June 3, 2019
Update on the groundwater situation in Cape Town
Posted by Tom Gleeson
Post by Jared van Rooyen, PhD student in Earth Science at Stellenbosch University, in South Africa.
When the Cape Town water crisis first emerged it took almost a year before active contingencies were put in place. Four major ideas were proposed: (1) Intense water restrictions for municipal water users, (2) greywater recycling facilities, (3) groundwater augmentation of water supplies, and (4) desalination.
Although not all the proposed ideas came to fruition, there was a significant increase in the installation of well points and boreholes for municipal and private use. The national and provincial governments began the investigation and development of three major aquifers in the Western Cape. Unfortunately (or fortunately), the initial estimates for extraction were never realized as a result of poor water quality in the Cape Flats aquifer, power struggles between government parties and typical delays in service delivery in South Africa. In contrast, private groundwater consultants are benefiting from the high demand for groundwater use by residents installing private wells to alleviate the pressures of stringent water restrictions.
There are now two plausible scenarios for the groundwater use situation in the Western Cape: either we have not yet begun to abstract any significant amounts of groundwater, or we lack the data to show if we have. It is difficult to provide empirical evidence on whether groundwater levels are indeed declining and if it is a result of the drought (or abstraction or both). The trouble is that, unlike surface water storage where we can see the direct evidence of the drought, how much water is in an aquifer cannot be directly observed and must be estimated via an indirect method.
Estimating changes in groundwater availability usually requires detailed baseline data to be available, meaning that the state of a resource is relative to the baseline data available and can be over/underestimated as a result. One example of this was the subject of a controversial string of news articles released in the first months of 2019.
The Department of Water Affairs (DWS) released an interactive map of monitoring boreholes across South Africa which includes a record of normalized water levels (0% being the lowest measured water level in meters above sea level (masl) and 100% the highest measured water level) averaged over a province (Figure 1) . The graph shows a decline in average water levels in the last three years, but the record only goes back to 2009 and it is difficult to say if this a drought signal, a result of abstraction, or simply a natural fluctuation over a longer timescale.
Respected researcher and geochemist Dr. Meris Mills investigated historical data from the national groundwater archive and found that much of the data before 2015 were too sparse to be considered representative of the groundwater level. Data density and availability still is a major limiting factor in groundwater studies in South Africa.
Dr.
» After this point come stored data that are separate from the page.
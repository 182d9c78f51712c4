use std::time::{Duration, Instant};

/// Handle to a pending timer, cancellable until it fires.
#[derive(Clone, Copy, Debug, Eq, Hash, PartialEq)]
pub struct TimerId(u64);

#[derive(Debug)]
struct Entry {
    id: TimerId,
    due_at: Instant,
}

/// Pending timers under a caller-supplied clock.
///
/// Deadlines drain earliest-first; equal deadlines drain in scheduling
/// order.
#[derive(Debug, Default)]
pub struct TimerQueue {
    next: u64,
    pending: Vec<Entry>,
}

impl TimerQueue {
    pub const fn new() -> Self {
        Self {
            next: 0,
            pending: Vec::new(),
        }
    }

    pub fn schedule(&mut self, now: Instant, delay: Duration) -> TimerId {
        let id = TimerId(self.next);
        self.next += 1;
        self.pending.push(Entry {
            id,
            due_at: now + delay,
        });
        id
    }

    /// Drops a pending timer. Returns `false` when it already fired or was
    /// cancelled before; cancelling twice is safe.
    pub fn cancel(&mut self, timer: TimerId) -> bool {
        match self.pending.iter().position(|entry| entry.id == timer) {
            Some(index) => {
                self.pending.remove(index);
                true
            }
            None => false,
        }
    }

    /// Removes and returns the earliest timer due at `now`, if any.
    pub fn pop_due(&mut self, now: Instant) -> Option<TimerId> {
        let mut earliest: Option<usize> = None;
        for (index, entry) in self.pending.iter().enumerate() {
            if entry.due_at > now {
                continue;
            }
            match earliest {
                Some(current) if self.pending[current].due_at <= entry.due_at => {}
                _ => earliest = Some(index),
            }
        }
        earliest.map(|index| self.pending.remove(index).id)
    }

    pub fn next_deadline(&self) -> Option<Instant> {
        self.pending.iter().map(|entry| entry.due_at).min()
    }

    pub fn len(&self) -> usize {
        self.pending.len()
    }

    pub fn is_empty(&self) -> bool {
        self.pending.is_empty()
    }
}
Mills found that 55% of boreholes show statistically significant declining water levels and 63% of boreholes recorded an all time low water level after 2015 to late 2018 (since 1978). She concluded that fractured rock aquifers were the least affected and that 37% of boreholes with falling water levels were, in fact, not related to the recent drought. The cause for these declines in water levels are still unknown.
It is still difficult to quantify how much groundwater contributed to the recovery of Cape Town’s dam levels, if at all, but the resultant interest in long term groundwater supply has sparked debate surrounding local groundwater resources.
It is also clear that the effects of the drought on groundwater resources remain to be fully realized, however our groundwater, in general, is more resilient to change than we may think. Depending on the angle you look at it, initial findings may either indicate that groundwater is potentially a lifeline to cities crippled by a water supply crisis, or a time bomb with a delayed fuse.
What is the nature of the aquifer system there? If it’s a mixed alluvial aquifer with clay (aquitard) layers, then the InSAR technique may be able to detect subsidence caused by over-draft.
The aquifer systems vary from unconfined alluvial aquifers (eg Cape Flats aquifer) that have generally higher yields and poor quality to fractured rock aquifers (Table Mountain group) that have lower yield but generally better quality waters. I do however believe that we are not abstracting at levels high enough to induce subsidence. The question is rather, do we understand the system well enough to implement a well thought out and sustainable GW augmentation plan to avoid over abstraction induced by water crisis panic.
This article is a good summary on the crisis and it’s relationship to groundwater governance: https://link.springer.com/article/10.1007/s10040-018-1893-0
I have been artificial recharge in areas where I am extracting water from old fashioned wells (big hole in the ground). I have a direct visual view of the groundwater levels over the seasons and for the last 15 years in some places. Mostly the levels have not risen since the “drought” years. UNLESS I have dumped significant amounts of stormwater in the surrounding area, then it looks OK, could be better but it is not catastrophic.
I have a feeling the general water table is falling fast and that the COCT is doing nothing about this despite continuous invitations to take part in projects. I have seen a budget of R1 billion for recharge but I wonder how effective this will be and whether it will actually happen. For recharge to work it needs to be spread over the entire aquifer and not some mega project in one spot.